### ACTIVITY
Only these lines of the data below are wanted: the one with "fn find(catalog: &Catalog, term: &str)", the one with "fn len(&self) ->", and any lines between them, each repeated exactly.

(RECORDS SUPPLIED Opens)

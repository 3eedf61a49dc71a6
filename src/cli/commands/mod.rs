//! CLI command implementations

pub mod utils;

pub mod completions;
pub mod config;
pub mod dashboard;
pub mod export;
pub mod part;
pub mod photo;
pub mod project;
pub mod search;
pub mod sub;
//! `velo search` command - Text search across projects, parts and sub-projects

use console::style;
use miette::Result;
use serde::Serialize;

use crate::cli::commands::utils::{display_ref, print_structured};
use crate::cli::helpers::{style_part_status, style_project_status};
use crate::cli::{GlobalOpts, OutputFormat, Session};
use crate::core::filter::{filter, Criteria};
use crate::core::Catalog;
use crate::entities::{PartRow, Project, SubProject};

#[derive(clap::Args, Debug)]
pub struct SearchArgs {
    /// Text to look for (case-insensitive)
    pub term: String,

    /// Show only the number of matches
    #[arg(long)]
    pub count: bool,
}

#[derive(Serialize)]
struct SearchResults {
    projects: Vec<Project>,
    parts: Vec<PartRow>,
    sub_projects: Vec<SubProject>,
}

impl SearchResults {
    fn find(catalog: &Catalog, term: &str) -> Self {
        Self {
            projects: filter(&catalog.projects, &Criteria::default().with_text(term)),
            parts: filter(&catalog.part_rows(), &Criteria::default().with_text(term)),
            sub_projects: filter(&catalog.sub_projects, &Criteria::default().with_text(term)),
        }
    }

    fn len(&self) -> usize {
        self.projects.len() + self.parts.len() + self.sub_projects.len()
    }

    fn is_empty(&self) -> bool {
        self.len() == 0
    }
}

pub fn run(args: SearchArgs, global: &GlobalOpts) -> Result<()> {
    let session = Session::open(global)?;
    let catalog = &session.catalog;
    let results = SearchResults::find(catalog, &args.term);

    if args.count {
        println!("{}", results.len());
        return Ok(());
    }

    if print_structured(&results, session.format_or(OutputFormat::Auto))? {
        return Ok(());
    }

    if results.is_empty() {
        println!("No matches for '{}'.", args.term);
        return Ok(());
    }

    if !results.projects.is_empty() {
        let refs = catalog.project_refs();
        println!("{} ({})", style("Projects").bold(), results.projects.len());
        for project in &results.projects {
            println!(
                "  {:<8} {} [{}]",
                style(display_ref(&refs, &project.id)).cyan(),
                project.title,
                style_project_status(project.status)
            );
        }
        println!();
    }

    if !results.parts.is_empty() {
        let refs = catalog.part_refs();
        println!("{} ({})", style("Parts").bold(), results.parts.len());
        for row in &results.parts {
            println!(
                "  {:<8} {} [{}] {}",
                style(display_ref(&refs, &row.part.id)).cyan(),
                row.part.name,
                style_part_status(row.part.status),
                style(&row.project_title).dim()
            );
        }
        println!();
    }

    if !results.sub_projects.is_empty() {
        let refs = catalog.sub_project_refs();
        println!("{} ({})", style("Sub-projects").bold(), results.sub_projects.len());
        for sub in &results.sub_projects {
            println!(
                "  {:<8} {} [{}] {}",
                style(display_ref(&refs, &sub.id)).cyan(),
                sub.title,
                style_project_status(sub.status),
                style(catalog.project_title(&sub.project_id)).dim()
            );
        }
        println!();
    }

    if !session.quiet {
        println!("{} match(es) for '{}'", style(results.len()).cyan(), args.term);
    }
    Ok(())
}

#[cfg(test)]
mod tests {
    use super::*;

    #[test]
    fn test_search_spans_entity_types() {
        let catalog = Catalog::sample().unwrap();
        let results = SearchResults::find(&catalog, "frame");
        // projects 2 and 4 by description, sub-project 1 by title
        assert!(results.projects.iter().any(|p| p.id.as_str() == "2"));
        assert!(results.sub_projects.iter().any(|s| s.title == "Frame Restoration"));
        assert!(results.parts.is_empty());
        assert_eq!(results.len(), 3);
    }

    #[test]
    fn test_search_no_matches() {
        let catalog = Catalog::sample().unwrap();
        assert_eq!(SearchResults::find(&catalog, "tandem").len(), 0);
    }
}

(RECORDS SUPPLIED Closes)

### PROBLEM SOLUTION
    fn find(catalog: &Catalog, term: &str) -> Self {
        Self {
            projects: filter(&catalog.projects, &Criteria::default().with_text(term)),
            parts: filter(&catalog.part_rows(), &Criteria::default().with_text(term)),
            sub_projects: filter(&catalog.sub_projects, &Criteria::default().with_text(term)),
        }
    }

    fn len(&self) -> usize {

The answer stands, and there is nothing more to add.